As a horse person, I have a love/hate relationship with winter. I loathe the stone-bruise inducing frozen mud that seems to line every gate in every field, but I love the slower pace between show seasons and having the time to really focus on the details with my horses. Winter gives me time to think, time to problem solve and plan when I’m not balancing the hunter/jumper show schedule with the horse trials throughout the rest of the year.

I could tell you about all the wonderful, cymbal-clanging, epiphany moments I’ve had this winter, but one is tantamount to the rest. Winter sucks. I’m cold. My horses are cold. I’m not sure if my toes will ever not look like purple mini-hot dogs. I’ve wiped out on the ice walking down to do night check at 10 p.m. more times than I care to admit (you eventually learn to just go with it, hurts less if you don’t try to stop the inevitable).

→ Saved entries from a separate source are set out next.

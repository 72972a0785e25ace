//! State shared by every request type.

use super::{Attachments, ParamBag, ParamMap, Transport};
use crate::config::SiteConfig;
use crate::contracts::{self, Contract, HttpMethod, RequestDescriptor};
use crate::errors::{
    ImmutableParameterError, InvalidRequestParameterError, Result, ServerRequestError,
};
use std::sync::Arc;
use tracing::debug;

/// Explicit parameter state of one request instance, checked against the
/// resolved contract of its type.
#[derive(Debug, Clone)]
pub struct RequestCore {
    descriptor: &'static RequestDescriptor,
    contract: Arc<Contract>,
    params: ParamBag,
    transport: Transport,
    id: Option<String>,
    attachments: Attachments,
}

impl RequestCore {
    /// Creates an empty core for `descriptor`.
    #[must_use]
    pub fn new(descriptor: &'static RequestDescriptor, transport: Transport) -> Self {
        Self {
            descriptor,
            contract: contracts::resolve(descriptor),
            params: ParamBag::new(),
            transport,
            id: None,
            attachments: Attachments::new(),
        }
    }

    /// Creates a core for `descriptor` seeded from `existing`.
    ///
    /// Collaborators, resource id, attachments and lock records are carried
    /// over, then every explicit parameter is replayed through
    /// [`RequestCore::set_param`] against the new contract.
    pub fn derive_from(descriptor: &'static RequestDescriptor, existing: &RequestCore) -> Result<Self> {
        let mut core = Self::new(descriptor, existing.transport.clone());
        core.id.clone_from(&existing.id);
        core.attachments = existing.attachments.clone();
        core.params.seed_locks(existing.params.locked());
        for (key, value) in existing.params.explicit() {
            core.set_param(key, value.clone())?;
        }
        Ok(core)
    }

    /// The type descriptor.
    #[must_use]
    pub fn descriptor(&self) -> &'static RequestDescriptor {
        self.descriptor
    }

    /// The resolved contract.
    #[must_use]
    pub fn contract(&self) -> &Contract {
        &self.contract
    }

    /// The transport collaborators.
    #[must_use]
    pub fn transport(&self) -> &Transport {
        &self.transport
    }

    /// The site configuration reported by the API client.
    #[must_use]
    pub fn site(&self) -> SiteConfig {
        self.transport.api_client.site()
    }

    /// The resource id, if any.
    #[must_use]
    pub fn id(&self) -> Option<&str> {
        self.id.as_deref()
    }

    /// Stores an already validated resource id.
    pub(crate) fn set_id(&mut self, id: impl Into<String>) {
        self.id = Some(id.into());
    }

    /// Explicit parameters and lock records.
    #[must_use]
    pub fn params(&self) -> &ParamBag {
        &self.params
    }

    /// Sets a parameter, enforcing locks.
    ///
    /// Crate-internal: callers go through the validated setters of the
    /// concrete request types.
    pub(crate) fn set_param(&mut self, key: impl Into<String>, value: impl Into<serde_json::Value>) -> Result<()> {
        let key = key.into();
        let value = value.into();
        let lock = self.contract.is_locked(&key);
        debug!(
            request_type = self.descriptor.name,
            key = %key,
            locked = lock,
            "Setting request parameter"
        );
        self.params.set(key, value, lock)?;
        Ok(())
    }

    /// Removes an explicit value. Defaults are unaffected.
    pub(crate) fn unset_param(&mut self, key: &str) {
        self.params.unset(key);
    }

    /// Takes over the locks of a request this one replaces.
    ///
    /// A locked key holding a different value here fails; a locked key this
    /// request dropped gets its locked value back.
    pub(crate) fn inherit_locks(&mut self, locks: &ParamMap) -> Result<()> {
        for (key, locked) in locks {
            let conflict = [self.params.get(key), self.params.locked_value(key)]
                .into_iter()
                .flatten()
                .find(|value| *value != locked)
                .cloned();
            if let Some(current) = conflict {
                return Err(ImmutableParameterError::new(key, locked.clone(), current).into());
            }
            if !self.params.contains_key(key) {
                self.params.set(key.clone(), locked.clone(), false)?;
            }
        }
        self.params.seed_locks(locks);
        Ok(())
    }

    /// Type-local state carried across `extend`.
    #[must_use]
    pub fn attachments(&self) -> &Attachments {
        &self.attachments
    }

    pub(crate) fn attach<T: Send + Sync + 'static>(&mut self, value: T) {
        self.attachments.insert(value);
    }

    /// True if `key` has an explicit value or a default.
    #[must_use]
    pub fn has_param(&self, key: &str) -> bool {
        self.params.contains_key(key) || self.contract.defaults.contains_key(key)
    }

    /// Returns the explicit value, else the default.
    pub fn get_param(&self, key: &str) -> Result<serde_json::Value> {
        self.params
            .get(key)
            .or_else(|| self.contract.default_for(key))
            .cloned()
            .ok_or_else(|| InvalidRequestParameterError::uninitialized(key).into())
    }

    /// Merges defaults and explicit values, enforces required keys and
    /// normalizes top-level booleans to `"true"` / `"false"`.
    pub fn get_params(&self) -> Result<ParamMap> {
        let mut effective = self.contract.defaults.clone();
        for (key, value) in self.params.explicit() {
            effective.insert(key.clone(), value.clone());
        }

        let missing: Vec<String> = self
            .contract
            .required
            .iter()
            .filter(|key| effective.get(key.as_str()).map_or(true, serde_json::Value::is_null))
            .cloned()
            .collect();
        if !missing.is_empty() {
            return Err(InvalidRequestParameterError::missing(&missing).into());
        }

        for value in effective.values_mut() {
            if let serde_json::Value::Bool(flag) = value {
                *value = serde_json::Value::String(flag.to_string());
            }
        }
        Ok(effective)
    }

    /// Declared endpoint with the resource id appended as a path segment.
    pub fn default_api(&self) -> Result<String> {
        let endpoint = self.descriptor.resolved_endpoint().ok_or_else(|| {
            ServerRequestError::new(format!(
                "{} does not declare an endpoint",
                self.descriptor.name
            ))
        })?;
        Ok(match &self.id {
            Some(id) => format!("{}/{id}", endpoint.trim_end_matches('/')),
            None => endpoint.to_string(),
        })
    }

    /// Declared HTTP method.
    pub fn default_method(&self) -> Result<HttpMethod> {
        self.descriptor.resolved_method().ok_or_else(|| {
            ServerRequestError::new(format!(
                "{} does not declare an HTTP method",
                self.descriptor.name
            ))
            .into()
        })
    }
}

And yet, at the end of the day, there still is nothing I would rather be doing. Now I realize that this could be accounted for by my lack of other marketable talents or generalized insanity, but I like to think it’s because I’ve made a choice. I decided not to just be a rider, but to be a horsewoman. It’s a pretty safe bet that I’ll never go to the Olympics, Badminton or Burghley as anything other than a spectator, but that’s not the sort of thing that motivates me to chisel the ice off my truck and head to the barn every morning. If it was, I would stay in bed.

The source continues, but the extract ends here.